With this change, Parallel GC workers limit work to their stripe and only process interesting parts of large object arrays. This reduces the work done by a single thread for a stripe, improves parallelism, and reduces the amount of work stealing. Parallel GC pauses are now on par with G1 in presence of large object arrays, reducing pause times by 4-5 times in some cases.

Comments
From my POV you can set this release note to Resolved->Delivered now so that it gets reviewed by the doc team and added to the release notes :) Thanks!
10-01-2024

JDK-8322397 is maybe a bit misleading because the behavior of using the mentioned flags did not change; only their interpretation changed slightly.
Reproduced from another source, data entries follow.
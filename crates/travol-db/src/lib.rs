//! # Travol DB
//!
//! The document store client used by every route handler.
//!
//! - [`document`]: Documents, collections, filters, write acknowledgements
//! - [`store`]: The [`DocumentStore`] trait and the shared handle type
//! - [`postgres`]: PostgreSQL/JSONB implementation
//! - [`memory`]: In-process implementation
//!
//! The store is constructed once at startup, shared through application
//! state as a [`SharedStore`], and closed on shutdown.
//!
//! # Example
//!
//! ```ignore
//! use std::sync::Arc;
//! use travol_db::{Collection, Filter, PgDocumentStore, SharedStore, init_db_pool};
//!
//! let pool = init_db_pool(&database_config).await?;
//! let store: SharedStore = Arc::new(PgDocumentStore::new(pool));
//!
//! let bookings = store
//!     .find(Collection::Bookings, &Filter::eq("touristEmail", "t@example.com"))
//!     .await?;
//! ```

pub mod document;
pub mod error;
pub mod memory;
pub mod postgres;
pub mod store;

// Re-export commonly used types at crate root
pub use document::{
    Collection, DeleteResult, Document, Fields, Filter, InsertOneResult, UpdateResult,
};
pub use error::StoreError;
pub use memory::MemoryDocumentStore;
pub use postgres::{PgDocumentStore, init_db_pool};
pub use sqlx::PgPool;
pub use store::{DocumentStore, SharedStore};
The release note first describes the previous interpretation, then the new one.
10-01-2024

From my POV too. I'll do it just now. Let's see if I can :) Thanks, Richard.
10-01-2024

Sorry, I misread the first paragraph as new behavior. My original version started with the new behavior (following the template JDK-8322397). I thought this would make sense for a release note. Optionally describing how things worked before in a subsequent section. > Maybe that part starting with "Every worker thread processes the objects that > start in that stripe by itself including..." should be moved in the next > paragraph where the old mechanism is described and likely makes more sense > then. Yes sure :)
08-01-2024

Yeah, maybe the sentence is too confusing :) However I am not sure it is right now. I wanted to express that there is no parallelization going on for large objects extending over multiple stripes (if I got that right from the old code that had this comment: // Process a stripe iff it contains any obj-start if (!start_array->object_starts_in_range(cur_stripe_addr, cur_stripe_end_addr)) { continue; } i.e. if there was no object start in a given stripe (e.g. another object from a previous stripe covered it completely), the thread would do no work for that stripe; from that follows that the thread that got the stripe with the humongous object start had to process the whole object by itself. Maybe that part starting with "Every worker thread processes the objects that start in that stripe by itself including..." should be moved in the next paragraph where the old mechanism is described and likely makes more sense then. To make the structure of this note also follow the structure I most of the time use: introduction, background old behavior new behavior impact What do you think?
08-01-2024

"Every worker thread processes the objects that start in that stripe by itself including any part of objects that extend into other stripes." Hm, this sentence does not read right to me. Likely you meant "excluding", right? I'll come up with a suggestion...
08-01-2024

[~rrich]: I did a significant amount of edits which I believe improve the readability quite a bit. Please go over the text again, it could be that I got something wrong.
08-01-2024